- Film poster
- Directed by: Morgan Klein; Peter Knight;
- Written by: Morgan Klein; Peter Knight;
- Starring: Bradley Cooper; Colleen Porch; David Gail; Morgan Klein; Shauna Vatovec; Ashlee Payne; Jennifer Shumaker; Alana de la Garza; J.C. Loader; Sam Beam; Wade Boggs;
- Cinematography: Rob Allen
- Edited by: Jose Alvarez
- Music by: Martin Klein; Molly Knight Forde;
- Production companies: Red Lizard Films; Minaret Films;
- Distributed by: Lionsgate; Wrekin Hill Entertainment;
- Release dates: September 27, 2002 (Tampa); June 21, 2011 (DVD);
- Running time: 93 minutes
- Country: United States
- Language: English

= Bending All the Rules =

Bending All the Rules is a 2002 American romance film written and directed by Morgan Klein and Peter Knight, and starring Bradley Cooper.

==Plot==
An ambitious woman with an odd upbringing struggles to find herself amidst juggling two guys she's dating. Even though both guys know about each other and are complete opposites, jealousy begins to boil over as convivial antics break out between the two.

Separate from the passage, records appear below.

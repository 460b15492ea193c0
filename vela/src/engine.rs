//! The sync engine: analyze → plan → fetch → merge → consolidate.

use std::sync::Arc;

use chrono::{DateTime, Utc};
use futures::StreamExt;

use vela_core::{
    Asset, AssetId, PriceProvider, PriceStore, SyncConfig, SyncError, SyncReport, UpdateMode,
};

use crate::consolidate::ConsolidationEngine;
use crate::coverage::CoverageAnalyzer;
use crate::executor::{FetchExecutor, RequestBudget};
use crate::merge::MergeEngine;
use crate::planner::SyncPlanner;

/// The synchronization engine.
///
/// Holds no persistent mutable state between invocations: each run is a
/// function from (storage state, request parameters) to (storage mutations,
/// report). "What's due next" lives entirely with the scheduler
/// collaborator.
pub struct SyncEngine {
    store: Arc<dyn PriceStore>,
    provider: Arc<dyn PriceProvider>,
    cfg: SyncConfig,
    budget: RequestBudget,
}

/// Builder for [`SyncEngine`].
#[derive(Default)]
pub struct SyncEngineBuilder {
    store: Option<Arc<dyn PriceStore>>,
    provider: Option<Arc<dyn PriceProvider>>,
    cfg: SyncConfig,
}

impl SyncEngineBuilder {
    /// Set the storage collaborator.
    #[must_use]
    pub fn store(mut self, store: Arc<dyn PriceStore>) -> Self {
        self.store = Some(store);
        self
    }

    /// Set the provider collaborator.
    #[must_use]
    pub fn provider(mut self, provider: Arc<dyn PriceProvider>) -> Self {
        self.provider = Some(provider);
        self
    }

    /// Replace the default configuration.
    #[must_use]
    pub fn config(mut self, cfg: SyncConfig) -> Self {
        self.cfg = cfg;
        self
    }

    /// Validate the configuration and assemble the engine.
    ///
    /// # Errors
    /// `SyncError::InvalidArg` when a collaborator is missing or the
    /// configuration fails validation.
    pub fn build(self) -> Result<SyncEngine, SyncError> {
        let store = self
            .store
            .ok_or_else(|| SyncError::InvalidArg("a PriceStore is required".into()))?;
        let provider = self
            .provider
            .ok_or_else(|| SyncError::InvalidArg("a PriceProvider is required".into()))?;
        self.cfg.validate()?;
        let budget = RequestBudget::per_minute(self.cfg.requests_per_minute);
        Ok(SyncEngine {
            store,
            provider,
            cfg: self.cfg,
            budget,
        })
    }
}

impl SyncEngine {
    /// Start building an engine.
    #[must_use]
    pub fn builder() -> SyncEngineBuilder {
        SyncEngineBuilder::default()
    }

    /// Engine configuration.
    #[must_use]
    pub const fn config(&self) -> &SyncConfig {
        &self.cfg
    }

    /// Run one sync for `asset` as of the current instant.
    ///
    /// # Errors
    /// See [`SyncEngine::run_sync_at`].
    pub async fn run_sync(
        &self,
        asset: &Asset,
        days_back: u32,
        mode: UpdateMode,
    ) -> Result<SyncReport, SyncError> {
        self.run_sync_at(asset, days_back, mode, Utc::now()).await
    }

    /// Run one sync with the configured default update mode.
    ///
    /// # Errors
    /// See [`SyncEngine::run_sync_at`].
    pub async fn run_sync_default(
        &self,
        asset: &Asset,
        days_back: u32,
    ) -> Result<SyncReport, SyncError> {
        self.run_sync(asset, days_back, self.cfg.update_mode).await
    }

    /// Deterministic variant of [`SyncEngine::run_sync`]: the observation
    /// instant is supplied by the caller.
    ///
    /// Per-task and per-day failures accumulate in the returned report.
    ///
    /// # Errors
    /// `SyncError::Storage` when the analysis phase cannot read coverage (no
    /// plan can be trusted without a snapshot), `SyncError::PlanInvariant`
    /// for a defective plan, `SyncError::InvalidArg` for a zero `days_back`.
    pub async fn run_sync_at(
        &self,
        asset: &Asset,
        days_back: u32,
        mode: UpdateMode,
        now: DateTime<Utc>,
    ) -> Result<SyncReport, SyncError> {
        tracing::info!(
            asset = %asset.id,
            symbol = %asset.symbol,
            days_back,
            mode = ?mode,
            "sync run starting"
        );

        // Analysis: the only phase whose storage failure aborts the run.
        let assessment = CoverageAnalyzer::new(&self.cfg)
            .assess(self.store.as_ref(), asset.id, now)
            .await?;
        let plan = SyncPlanner::new(&self.cfg).plan(&assessment, days_back, mode, now)?;

        let mut report = SyncReport::new(asset.id, assessment.strategy);

        // Fetch: strictly in planner order within this asset.
        let executor = FetchExecutor::new(self.provider.as_ref(), &self.budget, &self.cfg);
        let outcomes = executor.execute(&asset.symbol, &plan.tasks).await;

        // Merge: one transaction per task; failures accumulate.
        let merger = MergeEngine::new(self.store.as_ref());
        for outcome in outcomes {
            report.api_calls_made += outcome.attempts;
            match outcome.result {
                Ok(bars) => match merger.merge(asset.id, &outcome.task, bars).await {
                    Ok(merged) => report.records_merged += merged.written(),
                    Err(err) => {
                        tracing::warn!(asset = %asset.id, error = %err, "merge task failed");
                        report.errors.push(err);
                    }
                },
                Err(err) => report.errors.push(err),
            }
        }

        // Consolidation: ordered after every merge by the plan invariant.
        let consolidator = ConsolidationEngine::new(self.store.as_ref());
        for task in plan.consolidation_tasks() {
            let outcome = consolidator.consolidate(asset.id, task.range).await;
            report.records_consolidated += outcome.records_consolidated;
            if let Some(err) = outcome.as_error() {
                report.errors.push(err);
            }
        }

        tracing::info!(
            asset = %asset.id,
            strategy = %report.strategy_used,
            api_calls = report.api_calls_made,
            merged = report.records_merged,
            consolidated = report.records_consolidated,
            errors = report.errors.len(),
            "sync run finished"
        );
        Ok(report)
    }

    /// One run per asset, concurrent across assets, bounded by the
    /// configured worker pool. The request budget is shared, so the global
    /// requests-per-minute bound holds across the whole pool.
    pub async fn run_all(
        &self,
        assets: &[Asset],
        days_back: u32,
        mode: UpdateMode,
    ) -> Vec<(AssetId, Result<SyncReport, SyncError>)> {
        futures::stream::iter(assets.iter().map(|asset| async move {
            (asset.id, self.run_sync(asset, days_back, mode).await)
        }))
        .buffer_unordered(self.cfg.max_concurrent_assets)
        .collect()
        .await
    }
}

Tough decisions will be made when growing up the hard way.

==Cast==
- Bradley Cooper as Jeff
- Colleen Porch as Kenna
- David Gail as Martin
- Morgan Klein as DJ Sweaty
- Shauna Vatovec as Young Kenna
- Ashlee Payne as Lauri
- Jennifer Shumaker as Aunt Charlee
- Alana de la Garza as the Woman ordering shots
- J.C. Loader as Gina
- Sam Beam cameo
- Wade Boggs cameo

==Production==
It was filmed in Florida.

==Release==
The film released in Tampa on September 27, 2002 and released on DVD by Lionsgate on June 21, 2011.